$$\rightleftharpoonup{xx}$$
$$\longleftharp{xx}$$,
$$\longrightharp{xx}$$,
Fenotypy są determinowane przez złożony szereg fizycznych (np. białko-białko) i funkcjonalnych (np. gen-gen lub genetyczny) interakcji (GI)1. Chociaż interakcje fizyczne mogą wskazywać, które białka bakteryjne są powiązane jako kompleksy, niekoniecznie ujawniają one relacje funkcjonalne na poziomie szlaku1. Badania przesiewowe przewodu pokarmowego, w których mierzy się wzrost podwójnych mutantów zawierających dwa usunięte lub inaktywowane geny i porównuje je z odpowiadającymi im pojedynczymi mutacjami, mogą rzucić światło na epistatyczne zależności między loci, a tym samym zapewnić środki do badania i odkrywania nowych relacji funkcjonalnych2. Mapy przewodu pokarmowego na dużą skalę zostały zgłoszone dla organizmów eukariotycznych, takich jak drożdże3-7, ale informacje o IG pozostają rzadkie dla prokariontów8, co utrudnia funkcjonalną adnotację genomów bakteryjnych. W tym celu wraz z innymi opracowaliśmy wysokoprzepustowe ilościowe metody badań przesiewowych bakteryjnego przewodu pokarmowego9, 10.
Tutaj prezentujemy kluczowe kroki wymagane do przeprowadzenia ilościowej procedury przesiewowej E. coli Synthetic Genetic Array (eSGA) w skali genomu9, wykorzystując naturalną koniugację bakteryjną i homologiczną rekombinację do systemowego generowania i mierzenia dopasowania dużej liczby podwójnych mutantów w formacie tablicy kolonii.
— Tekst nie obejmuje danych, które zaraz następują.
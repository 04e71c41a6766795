//! Panel layout: model viewport on the left, controls sidebar on the right

use macroquad::prelude::*;

use crate::catalog::PRESETS;
use crate::ui::{
    button, color_swatch, draw_form_input, draw_tooltip, preset_button, section_label, theme,
    Dropdown, Rect, UiContext,
};
use crate::viewport::parse_hex_color;
use super::Panel;

/// What the user asked for this frame
#[derive(Debug, Clone, Copy, PartialEq, Eq)]
pub enum PanelAction {
    SelectDevice(usize),
    SelectPreset(usize),
    CreateEmptyFrame,
    SaveImage,
}

/// Fixed sidebar geometry
pub struct PanelLayout {
    pub sidebar_width: f32,
    pub padding: f32,
    pub row_height: f32,
    pub label_height: f32,
    device_dropdown: Dropdown,
}

impl PanelLayout {
    pub fn new(ctx: &mut UiContext) -> Self {
        Self {
            sidebar_width: 280.0,
            padding: 12.0,
            row_height: 24.0,
            label_height: 20.0,
            device_dropdown: Dropdown::new(ctx.next_id()),
        }
    }
}

/// Sidebar rows, top to bottom
struct SidebarRects {
    device_label: Rect,
    device: Rect,
    preset_label: Rect,
    presets: Vec<Rect>,
    device_rotation_label: Rect,
    device_rotation: Vec<Rect>,
    camera_rotation_label: Rect,
    camera_rotation: Vec<Rect>,
    color_label: Rect,
    color_swatch: Rect,
    color_input: Rect,
    actions: Vec<Rect>,
    status: Rect,
}

fn sidebar_rects(layout: &PanelLayout, sidebar: Rect) -> SidebarRects {
    let gap = 6.0;
    let rest = sidebar.pad(layout.padding);
    let (status, rest) = {
        let (top, bottom) = rest.take_top(rest.h - layout.row_height);
        (bottom, top)
    };

    let (device_label, rest) = rest.take_top(layout.label_height);
    let (device, rest) = rest.take_top(layout.row_height);
    let (_, rest) = rest.take_top(gap * 2.0);

    let (preset_label, rest) = rest.take_top(layout.label_height);
    let tile = (rest.w - gap * (PRESETS.len() - 1) as f32) / PRESETS.len() as f32;
    let (preset_row, rest) = rest.take_top(tile);
    let presets = preset_row.columns(PRESETS.len(), gap);
    let (_, mut rest) = rest.take_top(gap * 2.0);

    let rows = |count: usize, rest: &mut Rect| -> Vec<Rect> {
        (0..count)
            .map(|_| {
                let (row, remaining) = rest.take_top(layout.row_height + gap);
                *rest = remaining;
                Rect::new(row.x, row.y, row.w, layout.row_height)
            })
            .collect()
    };

    let (device_rotation_label, next) = rest.take_top(layout.label_height);
    rest = next;
    let device_rotation = rows(3, &mut rest);
    let (camera_rotation_label, next) = rest.take_top(layout.label_height);
    rest = next;
    let camera_rotation = rows(2, &mut rest);

    let (color_label, next) = rest.take_top(layout.label_height);
    let (color_row, next) = next.take_top(layout.row_height);
    let (color_swatch, color_input) = color_row.split_h_px(layout.row_height);
    let color_input = Rect::new(color_input.x + gap, color_input.y, color_input.w - gap, color_input.h);
    let (_, next) = next.take_top(gap * 2.0);

    let (action_row, _) = next.take_top(layout.row_height + 4.0);
    let actions = action_row.columns(2, gap);

    SidebarRects {
        device_label,
        device,
        preset_label,
        presets,
        device_rotation_label,
        device_rotation,
        camera_rotation_label,
        camera_rotation,
        color_label,
        color_swatch,
        color_input,
        actions,
        status,
    }
}

/// Draw the whole panel. Form edits go straight into the panel's fields;
/// everything else comes back as an action.
pub fn draw_panel(ctx: &mut UiContext, layout: &PanelLayout, panel: &mut Panel, time: f64) -> Option<PanelAction> {
    let screen = Rect::screen(screen_width(), screen_height());
    let (viewport_rect, sidebar) = screen.split_h_px(screen.w - layout.sidebar_width);
    let rects = sidebar_rects(layout, sidebar);
    let mut action = None;

    // Open dropdown list gets the click before anything underneath it
    let names: Vec<&str> = panel.catalog.names().collect();
    if let Some(index) = layout.device_dropdown.handle_list(ctx, rects.device, names.len()) {
        action = Some(PanelAction::SelectDevice(index));
    }

    draw_rectangle(viewport_rect.x, viewport_rect.y, viewport_rect.w, viewport_rect.h, theme::BG_COLOR);
    panel.viewport.draw(viewport_rect.pad(16.0), time);

    draw_rectangle(sidebar.x, sidebar.y, sidebar.w, sidebar.h, theme::SIDEBAR_COLOR);

    section_label(rects.device_label, "Device Model");
    layout.device_dropdown.draw_trigger(ctx, rects.device, panel.state.selected_device);

    section_label(rects.preset_label, "Angle Preset");
    let device = panel.catalog.find_device_by_name(panel.state.selected_device);
    for (index, rect) in rects.presets.iter().enumerate() {
        let thumbnail = panel.previews.get(device, index);
        let active = panel.state.selected_preset == index;
        if preset_button(ctx, *rect, PRESETS[index].label, active, Some(thumbnail)) {
            action = Some(PanelAction::SelectPreset(index));
        }
    }

    section_label(rects.device_rotation_label, "Device Rotation");
    for ((field, rect), label) in panel
        .state
        .device_rotation
        .iter_mut()
        .zip(&rects.device_rotation)
        .zip(["Rotate X", "Rotate Y", "Rotate Z"])
    {
        draw_form_input(ctx, *rect, field, label);
    }

    section_label(rects.camera_rotation_label, "Camera Rotation");
    for ((field, rect), label) in panel
        .state
        .camera_rotation
        .iter_mut()
        .zip(&rects.camera_rotation)
        .zip(["Rotate X", "Rotate Y"])
    {
        draw_form_input(ctx, *rect, field, label);
    }

    section_label(rects.color_label, "Model Color");
    let swatch = parse_hex_color(&panel.state.color.value).unwrap_or(panel.viewport.body_color());
    color_swatch(
        rects.color_swatch,
        Color::from_rgba(swatch.r, swatch.g, swatch.b, 255),
    );
    draw_form_input(ctx, rects.color_input, &mut panel.state.color, "");

    if button(ctx, rects.actions[0], "Create Empty Frame", false) {
        action = Some(PanelAction::CreateEmptyFrame);
    }
    if button(ctx, rects.actions[1], "Save as Image", true) {
        action = Some(PanelAction::SaveImage);
    }

    if let Some((message, is_error)) = panel.status.get(time) {
        let color = if is_error { theme::ERROR_COLOR } else { theme::TEXT_DIM };
        let y = (rects.status.center_y() + theme::FONT_SIZE_CONTENT * 0.35).round();
        draw_text(message, rects.status.x, y, theme::FONT_SIZE_CONTENT, color);
    }

    // Overlays last
    layout
        .device_dropdown
        .draw_list(ctx, rects.device, &names, names.iter().position(|n| *n == device.name).unwrap_or(0));
    draw_tooltip(ctx);

    action
}

#[cfg(test)]
mod tests {
    use super::*;

    #[test]
    fn test_sidebar_rows_fit_and_do_not_overlap() {
        let mut ctx = UiContext::new();
        let layout = PanelLayout::new(&mut ctx);
        let sidebar = Rect::new(680.0, 0.0, 280.0, 600.0);
        let rects = sidebar_rects(&layout, sidebar);

        let mut column = vec![rects.device_label, rects.device, rects.preset_label, rects.presets[0]];
        column.push(rects.device_rotation_label);
        column.extend(rects.device_rotation.iter().copied());
        column.push(rects.camera_rotation_label);
        column.extend(rects.camera_rotation.iter().copied());
        column.extend([rects.color_label, rects.color_input, rects.actions[0], rects.status]);

        for pair in column.windows(2) {
            assert!(pair[0].bottom() <= pair[1].y + 0.001, "{:?} overlaps {:?}", pair[0], pair[1]);
        }
        assert!(rects.status.bottom() <= sidebar.bottom());
        assert_eq!(rects.presets.len(), PRESETS.len());
        assert!(rects.presets.iter().all(|r| r.right() <= sidebar.right()));
    }
}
Krótko mówiąc, robot jest używany do przenoszenia, poprzez koniugację, chloramfenikolu (Cm) - oznaczonych zmutowanymi allelami z zaprojektowanych "szczepów dawcy" Hfr (High frequency of recombination) do uporządkowanej macierzy kanamycyny (Kan) - szczepów biorcy F. Zazwyczaj używamy pojedynczych mutantów z utratą funkcji z nieistotnymi delecjami genów (np. kolekcja "Keio"11) i niezbędnymi mutacjami hipomorficznymi genów (tj. allelami nadającymi zmniejszoną ekspresję białka, stabilność lub aktywność9, 12, 13) w celu zbadania funkcjonalnych powiązań odpowiednio genów nieistotnych i niezbędnych. Po koniugacji i następującej po niej wymianie genetycznej, w której pośredniczy rekombinacja homologiczna, powstałe podwójne mutanty są selekcjonowane na pożywce stałej zawierającej oba antybiotyki. Po wyrośnięciu płytki są obrazowane cyfrowo, a rozmiary kolonii są ilościowo oceniane za pomocą własnego automatycznego systemu przetwarzania obrazu14. Indeksy glikemiczne ujawniają się, gdy tempo wzrostu podwójnego mutanta jest albo znacznie lepsze, albo gorsze niż oczekiwano9. Pogarszające (lub ujemne) GI często wynikają między mutacjami powodującymi utratę funkcji w parach genów ze szlaków kompensacyjnych, które wpływają na ten sam podstawowy proces2. W tym przypadku utrata pojedynczego genu jest buforowana, tak że każdy pojedynczy mutant jest zdolny do życia. Jednak utrata obu szlaków jest szkodliwa i powoduje syntetyczną śmiertelność lub chorobę (tj. powolny wzrost). I odwrotnie, łagodzące (lub pozytywne) interakcje mogą wystąpić między genami w tym samym szlaku lub kompleksie białkowym2, ponieważ sama delecja któregokolwiek genu jest często wystarczająca, aby zakłócić normalną funkcję szlaku lub kompleksu, tak że dodatkowe perturbacje nie zmniejszają aktywności, a tym samym wzrostu, dalej. Ogólnie rzecz biorąc, systematyczna identyfikacja i analiza sieci przewodu pokarmowego może dostarczyć bezstronnych, globalnych map funkcjonalnych relacji między dużą liczbą genów, z których można wywnioskować informacje na poziomie szlaku pominięte w innych podejściach9.